**WHAT TO PRODUCE**
Your answer should be one number: the count of lines below that contain "HashMap".
Start of Block
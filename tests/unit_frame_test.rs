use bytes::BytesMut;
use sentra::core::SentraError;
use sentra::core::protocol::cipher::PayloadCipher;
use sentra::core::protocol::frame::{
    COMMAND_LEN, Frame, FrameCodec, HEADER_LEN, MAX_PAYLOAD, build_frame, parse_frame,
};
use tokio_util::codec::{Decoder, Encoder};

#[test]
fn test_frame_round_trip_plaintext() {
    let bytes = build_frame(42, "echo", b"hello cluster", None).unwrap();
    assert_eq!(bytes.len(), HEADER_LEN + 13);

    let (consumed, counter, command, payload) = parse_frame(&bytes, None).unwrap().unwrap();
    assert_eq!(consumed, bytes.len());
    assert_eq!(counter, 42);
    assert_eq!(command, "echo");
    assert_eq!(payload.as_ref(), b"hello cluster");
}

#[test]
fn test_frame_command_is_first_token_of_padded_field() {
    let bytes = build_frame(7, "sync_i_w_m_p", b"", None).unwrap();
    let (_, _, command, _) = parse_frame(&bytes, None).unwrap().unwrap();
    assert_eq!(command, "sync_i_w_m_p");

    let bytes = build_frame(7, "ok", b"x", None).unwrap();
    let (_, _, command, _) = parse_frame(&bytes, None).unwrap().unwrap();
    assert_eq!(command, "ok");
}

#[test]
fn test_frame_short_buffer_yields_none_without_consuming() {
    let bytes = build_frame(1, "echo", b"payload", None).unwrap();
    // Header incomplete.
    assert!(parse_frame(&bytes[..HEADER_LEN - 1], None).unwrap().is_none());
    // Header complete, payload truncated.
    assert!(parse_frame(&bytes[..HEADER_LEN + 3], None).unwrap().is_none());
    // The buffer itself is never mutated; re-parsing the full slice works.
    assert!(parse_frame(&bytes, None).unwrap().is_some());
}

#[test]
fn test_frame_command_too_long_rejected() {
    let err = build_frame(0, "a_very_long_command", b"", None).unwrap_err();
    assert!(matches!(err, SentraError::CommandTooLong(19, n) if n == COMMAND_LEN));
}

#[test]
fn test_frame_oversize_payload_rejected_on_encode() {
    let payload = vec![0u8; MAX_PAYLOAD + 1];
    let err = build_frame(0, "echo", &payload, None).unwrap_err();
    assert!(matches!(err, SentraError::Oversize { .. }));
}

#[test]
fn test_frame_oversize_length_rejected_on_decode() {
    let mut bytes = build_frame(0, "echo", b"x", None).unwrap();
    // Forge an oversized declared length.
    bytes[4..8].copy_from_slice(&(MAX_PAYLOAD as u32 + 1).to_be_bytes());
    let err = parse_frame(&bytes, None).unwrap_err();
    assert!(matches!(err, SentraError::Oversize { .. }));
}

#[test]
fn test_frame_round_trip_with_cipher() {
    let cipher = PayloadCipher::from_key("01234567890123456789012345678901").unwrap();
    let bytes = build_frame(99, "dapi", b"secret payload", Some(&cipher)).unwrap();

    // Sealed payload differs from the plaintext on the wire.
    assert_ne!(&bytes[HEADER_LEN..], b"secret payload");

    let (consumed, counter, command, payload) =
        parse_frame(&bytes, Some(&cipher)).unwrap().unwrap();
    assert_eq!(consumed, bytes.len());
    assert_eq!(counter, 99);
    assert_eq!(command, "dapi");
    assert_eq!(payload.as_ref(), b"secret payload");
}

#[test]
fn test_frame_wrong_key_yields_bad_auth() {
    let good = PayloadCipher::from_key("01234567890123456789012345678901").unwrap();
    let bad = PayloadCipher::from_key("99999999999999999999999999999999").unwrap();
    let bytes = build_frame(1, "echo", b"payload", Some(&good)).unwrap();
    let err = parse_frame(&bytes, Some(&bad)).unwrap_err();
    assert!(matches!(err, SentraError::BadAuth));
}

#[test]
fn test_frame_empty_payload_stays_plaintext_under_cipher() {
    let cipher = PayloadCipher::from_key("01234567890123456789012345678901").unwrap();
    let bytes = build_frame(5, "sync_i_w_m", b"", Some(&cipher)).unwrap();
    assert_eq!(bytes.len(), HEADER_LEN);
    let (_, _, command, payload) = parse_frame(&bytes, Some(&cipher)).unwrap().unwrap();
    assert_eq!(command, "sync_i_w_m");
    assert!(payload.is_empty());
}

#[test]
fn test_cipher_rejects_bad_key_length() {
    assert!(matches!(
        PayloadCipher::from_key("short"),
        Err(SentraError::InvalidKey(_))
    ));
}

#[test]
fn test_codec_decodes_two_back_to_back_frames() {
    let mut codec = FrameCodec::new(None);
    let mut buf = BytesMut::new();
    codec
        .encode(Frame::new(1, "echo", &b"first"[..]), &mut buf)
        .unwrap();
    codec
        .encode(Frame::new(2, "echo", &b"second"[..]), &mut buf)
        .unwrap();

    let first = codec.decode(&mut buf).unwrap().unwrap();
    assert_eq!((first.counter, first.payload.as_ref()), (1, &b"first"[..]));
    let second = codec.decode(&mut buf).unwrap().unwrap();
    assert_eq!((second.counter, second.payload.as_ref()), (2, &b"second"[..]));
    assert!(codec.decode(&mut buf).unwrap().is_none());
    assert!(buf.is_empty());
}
End of Block
Start of Block
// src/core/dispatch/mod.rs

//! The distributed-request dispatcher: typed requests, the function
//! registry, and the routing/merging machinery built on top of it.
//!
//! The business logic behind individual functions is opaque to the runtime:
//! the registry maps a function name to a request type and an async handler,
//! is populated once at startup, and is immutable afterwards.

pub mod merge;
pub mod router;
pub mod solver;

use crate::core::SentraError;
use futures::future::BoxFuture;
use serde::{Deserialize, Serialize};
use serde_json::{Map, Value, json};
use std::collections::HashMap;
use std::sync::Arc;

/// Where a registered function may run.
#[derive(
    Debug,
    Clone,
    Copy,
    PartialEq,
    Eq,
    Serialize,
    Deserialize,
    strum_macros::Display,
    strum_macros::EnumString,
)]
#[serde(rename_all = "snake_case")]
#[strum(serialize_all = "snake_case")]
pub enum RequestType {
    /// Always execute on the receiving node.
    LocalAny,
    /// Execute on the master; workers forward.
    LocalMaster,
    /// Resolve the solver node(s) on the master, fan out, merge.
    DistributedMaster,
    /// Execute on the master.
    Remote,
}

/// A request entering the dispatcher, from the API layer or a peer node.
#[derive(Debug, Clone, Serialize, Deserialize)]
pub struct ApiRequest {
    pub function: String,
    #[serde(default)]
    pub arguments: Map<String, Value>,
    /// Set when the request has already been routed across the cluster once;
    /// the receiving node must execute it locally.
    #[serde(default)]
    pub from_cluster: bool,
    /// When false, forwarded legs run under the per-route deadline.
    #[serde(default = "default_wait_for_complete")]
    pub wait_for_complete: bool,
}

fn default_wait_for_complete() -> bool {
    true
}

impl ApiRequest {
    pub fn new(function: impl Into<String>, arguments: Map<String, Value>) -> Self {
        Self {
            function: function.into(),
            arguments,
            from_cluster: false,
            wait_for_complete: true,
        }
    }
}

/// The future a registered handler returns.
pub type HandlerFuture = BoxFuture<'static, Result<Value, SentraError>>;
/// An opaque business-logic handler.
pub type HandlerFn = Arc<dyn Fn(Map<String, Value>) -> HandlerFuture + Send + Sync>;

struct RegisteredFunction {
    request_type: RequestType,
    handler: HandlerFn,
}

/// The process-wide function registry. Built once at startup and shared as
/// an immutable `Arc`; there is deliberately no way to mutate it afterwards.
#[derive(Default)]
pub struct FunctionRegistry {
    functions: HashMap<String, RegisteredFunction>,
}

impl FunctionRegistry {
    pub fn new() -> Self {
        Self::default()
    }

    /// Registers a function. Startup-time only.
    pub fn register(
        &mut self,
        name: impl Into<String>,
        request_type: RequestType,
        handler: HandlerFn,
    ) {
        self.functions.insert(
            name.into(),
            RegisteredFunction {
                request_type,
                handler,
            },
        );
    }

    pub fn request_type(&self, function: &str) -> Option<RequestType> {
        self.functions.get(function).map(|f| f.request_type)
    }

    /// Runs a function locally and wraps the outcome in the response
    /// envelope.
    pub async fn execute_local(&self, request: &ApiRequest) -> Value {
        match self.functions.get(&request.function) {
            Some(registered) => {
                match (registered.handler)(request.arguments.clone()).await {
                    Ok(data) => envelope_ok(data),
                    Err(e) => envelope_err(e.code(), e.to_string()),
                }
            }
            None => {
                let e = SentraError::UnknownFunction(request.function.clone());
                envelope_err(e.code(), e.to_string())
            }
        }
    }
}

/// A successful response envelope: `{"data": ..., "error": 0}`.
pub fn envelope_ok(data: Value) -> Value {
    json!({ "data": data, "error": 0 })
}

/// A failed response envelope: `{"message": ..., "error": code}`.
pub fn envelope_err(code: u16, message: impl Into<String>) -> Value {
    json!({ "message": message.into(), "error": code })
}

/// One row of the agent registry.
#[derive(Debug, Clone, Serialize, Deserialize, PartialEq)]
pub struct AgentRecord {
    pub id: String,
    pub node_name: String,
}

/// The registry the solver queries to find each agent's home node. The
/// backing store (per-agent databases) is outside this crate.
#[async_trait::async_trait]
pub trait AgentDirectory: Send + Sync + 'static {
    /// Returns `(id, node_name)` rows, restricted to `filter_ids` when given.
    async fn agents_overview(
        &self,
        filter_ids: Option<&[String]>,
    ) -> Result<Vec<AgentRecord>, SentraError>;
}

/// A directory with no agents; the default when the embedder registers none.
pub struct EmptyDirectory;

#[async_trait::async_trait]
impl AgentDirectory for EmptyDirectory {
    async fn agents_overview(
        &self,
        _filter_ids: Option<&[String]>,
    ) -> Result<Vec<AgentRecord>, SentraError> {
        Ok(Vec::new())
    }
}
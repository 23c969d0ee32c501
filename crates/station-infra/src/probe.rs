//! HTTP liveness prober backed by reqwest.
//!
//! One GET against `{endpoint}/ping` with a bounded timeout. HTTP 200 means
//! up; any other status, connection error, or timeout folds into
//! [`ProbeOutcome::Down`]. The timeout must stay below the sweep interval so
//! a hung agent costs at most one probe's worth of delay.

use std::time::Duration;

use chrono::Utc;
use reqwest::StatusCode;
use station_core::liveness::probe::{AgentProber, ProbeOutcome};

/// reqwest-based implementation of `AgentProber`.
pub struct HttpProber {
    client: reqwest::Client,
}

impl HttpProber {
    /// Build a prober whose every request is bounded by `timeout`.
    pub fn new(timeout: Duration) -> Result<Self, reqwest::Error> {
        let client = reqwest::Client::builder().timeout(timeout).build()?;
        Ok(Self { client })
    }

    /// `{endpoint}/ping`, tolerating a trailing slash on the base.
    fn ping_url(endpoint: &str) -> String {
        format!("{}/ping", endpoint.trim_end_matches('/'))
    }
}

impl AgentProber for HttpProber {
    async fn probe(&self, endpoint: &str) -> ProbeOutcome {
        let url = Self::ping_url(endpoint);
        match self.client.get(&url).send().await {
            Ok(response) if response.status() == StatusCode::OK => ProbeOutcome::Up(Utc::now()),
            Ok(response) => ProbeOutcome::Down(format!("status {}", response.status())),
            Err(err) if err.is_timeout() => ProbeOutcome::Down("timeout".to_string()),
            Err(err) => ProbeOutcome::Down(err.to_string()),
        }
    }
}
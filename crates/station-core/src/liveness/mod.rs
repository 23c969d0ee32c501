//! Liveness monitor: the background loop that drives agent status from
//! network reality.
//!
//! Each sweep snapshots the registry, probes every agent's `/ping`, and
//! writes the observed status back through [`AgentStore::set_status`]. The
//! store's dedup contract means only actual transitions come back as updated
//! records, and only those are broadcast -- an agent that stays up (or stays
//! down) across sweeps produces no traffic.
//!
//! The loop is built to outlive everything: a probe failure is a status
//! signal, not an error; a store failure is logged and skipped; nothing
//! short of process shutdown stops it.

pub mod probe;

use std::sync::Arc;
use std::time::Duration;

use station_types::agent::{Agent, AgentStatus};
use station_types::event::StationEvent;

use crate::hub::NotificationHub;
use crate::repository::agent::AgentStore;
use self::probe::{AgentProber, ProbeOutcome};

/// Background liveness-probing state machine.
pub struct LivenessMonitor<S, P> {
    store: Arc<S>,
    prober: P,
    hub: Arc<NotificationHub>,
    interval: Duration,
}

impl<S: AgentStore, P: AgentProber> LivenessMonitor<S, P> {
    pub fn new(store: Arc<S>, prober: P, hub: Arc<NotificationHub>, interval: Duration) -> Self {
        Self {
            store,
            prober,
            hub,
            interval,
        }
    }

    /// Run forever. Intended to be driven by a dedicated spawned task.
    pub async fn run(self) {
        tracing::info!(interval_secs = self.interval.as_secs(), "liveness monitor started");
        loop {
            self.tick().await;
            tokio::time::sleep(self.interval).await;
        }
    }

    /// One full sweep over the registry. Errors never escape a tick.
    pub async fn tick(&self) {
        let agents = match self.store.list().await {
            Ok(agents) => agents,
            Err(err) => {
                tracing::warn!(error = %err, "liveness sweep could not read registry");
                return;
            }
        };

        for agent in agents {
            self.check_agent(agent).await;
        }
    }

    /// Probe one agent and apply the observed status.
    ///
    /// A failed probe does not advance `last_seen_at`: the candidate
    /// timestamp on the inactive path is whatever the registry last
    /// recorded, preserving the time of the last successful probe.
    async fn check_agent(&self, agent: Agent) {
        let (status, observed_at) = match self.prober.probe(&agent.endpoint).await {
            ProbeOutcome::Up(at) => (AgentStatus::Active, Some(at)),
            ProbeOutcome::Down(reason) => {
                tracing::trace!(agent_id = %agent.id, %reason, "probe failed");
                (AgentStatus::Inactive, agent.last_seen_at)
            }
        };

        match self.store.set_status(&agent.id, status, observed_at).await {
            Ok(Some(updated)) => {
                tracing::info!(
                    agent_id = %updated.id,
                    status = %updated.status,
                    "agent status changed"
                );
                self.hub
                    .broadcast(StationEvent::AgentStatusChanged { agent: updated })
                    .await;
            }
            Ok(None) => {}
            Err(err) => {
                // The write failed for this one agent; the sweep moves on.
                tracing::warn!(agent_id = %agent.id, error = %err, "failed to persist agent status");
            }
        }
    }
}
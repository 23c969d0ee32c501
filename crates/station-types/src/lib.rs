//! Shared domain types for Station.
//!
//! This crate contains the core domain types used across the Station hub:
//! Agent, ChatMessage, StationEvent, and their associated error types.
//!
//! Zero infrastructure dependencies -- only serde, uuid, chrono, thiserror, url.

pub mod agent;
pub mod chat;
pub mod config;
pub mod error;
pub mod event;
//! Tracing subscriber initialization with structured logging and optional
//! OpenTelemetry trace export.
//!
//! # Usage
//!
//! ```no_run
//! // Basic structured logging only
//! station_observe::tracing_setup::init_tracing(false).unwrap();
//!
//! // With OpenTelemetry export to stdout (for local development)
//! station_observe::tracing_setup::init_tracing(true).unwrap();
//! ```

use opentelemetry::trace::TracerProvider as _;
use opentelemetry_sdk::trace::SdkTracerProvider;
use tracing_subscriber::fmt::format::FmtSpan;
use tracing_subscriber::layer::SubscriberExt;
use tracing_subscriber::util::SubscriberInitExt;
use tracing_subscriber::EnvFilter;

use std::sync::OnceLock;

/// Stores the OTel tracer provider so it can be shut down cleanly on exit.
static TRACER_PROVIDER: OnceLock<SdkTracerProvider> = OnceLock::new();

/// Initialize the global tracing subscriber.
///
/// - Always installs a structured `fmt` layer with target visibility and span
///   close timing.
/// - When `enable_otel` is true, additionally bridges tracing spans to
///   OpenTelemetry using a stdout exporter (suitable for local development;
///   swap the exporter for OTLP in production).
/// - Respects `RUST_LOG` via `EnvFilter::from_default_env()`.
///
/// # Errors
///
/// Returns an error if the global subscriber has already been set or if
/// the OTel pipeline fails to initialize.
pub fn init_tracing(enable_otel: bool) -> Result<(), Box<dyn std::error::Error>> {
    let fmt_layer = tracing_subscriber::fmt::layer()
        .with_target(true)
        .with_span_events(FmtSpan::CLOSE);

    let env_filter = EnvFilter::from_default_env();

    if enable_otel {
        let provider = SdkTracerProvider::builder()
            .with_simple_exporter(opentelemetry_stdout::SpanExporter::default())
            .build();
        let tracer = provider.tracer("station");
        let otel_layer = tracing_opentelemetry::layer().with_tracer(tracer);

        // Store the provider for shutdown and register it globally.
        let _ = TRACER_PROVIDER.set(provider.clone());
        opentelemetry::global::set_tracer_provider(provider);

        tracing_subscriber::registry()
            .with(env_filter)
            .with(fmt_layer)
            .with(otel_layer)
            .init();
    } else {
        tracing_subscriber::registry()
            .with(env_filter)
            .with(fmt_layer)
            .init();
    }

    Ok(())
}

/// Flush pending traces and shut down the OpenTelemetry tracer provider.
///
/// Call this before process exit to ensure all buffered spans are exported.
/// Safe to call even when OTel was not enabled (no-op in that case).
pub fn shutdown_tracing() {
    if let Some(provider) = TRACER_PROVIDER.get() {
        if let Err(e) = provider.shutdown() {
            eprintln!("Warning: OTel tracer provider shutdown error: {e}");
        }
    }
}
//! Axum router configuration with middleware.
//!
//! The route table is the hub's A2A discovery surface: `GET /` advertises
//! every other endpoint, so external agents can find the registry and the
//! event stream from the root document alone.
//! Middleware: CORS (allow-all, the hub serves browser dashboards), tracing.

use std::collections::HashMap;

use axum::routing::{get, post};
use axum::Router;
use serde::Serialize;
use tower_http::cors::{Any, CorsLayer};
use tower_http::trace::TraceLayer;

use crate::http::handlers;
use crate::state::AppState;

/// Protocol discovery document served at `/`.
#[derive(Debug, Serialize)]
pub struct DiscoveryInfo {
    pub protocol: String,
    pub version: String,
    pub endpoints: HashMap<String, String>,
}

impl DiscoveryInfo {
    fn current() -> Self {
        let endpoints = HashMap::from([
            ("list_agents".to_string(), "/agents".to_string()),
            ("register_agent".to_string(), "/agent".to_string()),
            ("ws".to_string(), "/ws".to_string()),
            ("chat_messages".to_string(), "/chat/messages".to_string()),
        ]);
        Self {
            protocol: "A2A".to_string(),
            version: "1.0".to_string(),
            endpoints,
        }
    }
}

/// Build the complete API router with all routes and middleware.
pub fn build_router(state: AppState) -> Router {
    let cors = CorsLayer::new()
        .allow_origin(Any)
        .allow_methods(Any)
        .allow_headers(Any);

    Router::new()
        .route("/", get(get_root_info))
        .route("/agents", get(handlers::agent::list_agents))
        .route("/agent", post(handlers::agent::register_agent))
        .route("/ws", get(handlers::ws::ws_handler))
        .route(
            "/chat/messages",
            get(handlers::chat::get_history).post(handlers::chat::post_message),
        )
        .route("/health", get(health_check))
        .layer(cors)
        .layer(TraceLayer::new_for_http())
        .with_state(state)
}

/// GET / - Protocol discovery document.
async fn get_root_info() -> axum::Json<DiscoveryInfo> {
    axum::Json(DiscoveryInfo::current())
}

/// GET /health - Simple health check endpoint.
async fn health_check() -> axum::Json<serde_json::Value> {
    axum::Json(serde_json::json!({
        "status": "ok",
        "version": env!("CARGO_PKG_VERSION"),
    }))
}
End of Block
**ANSWER TO THIS TASK**
5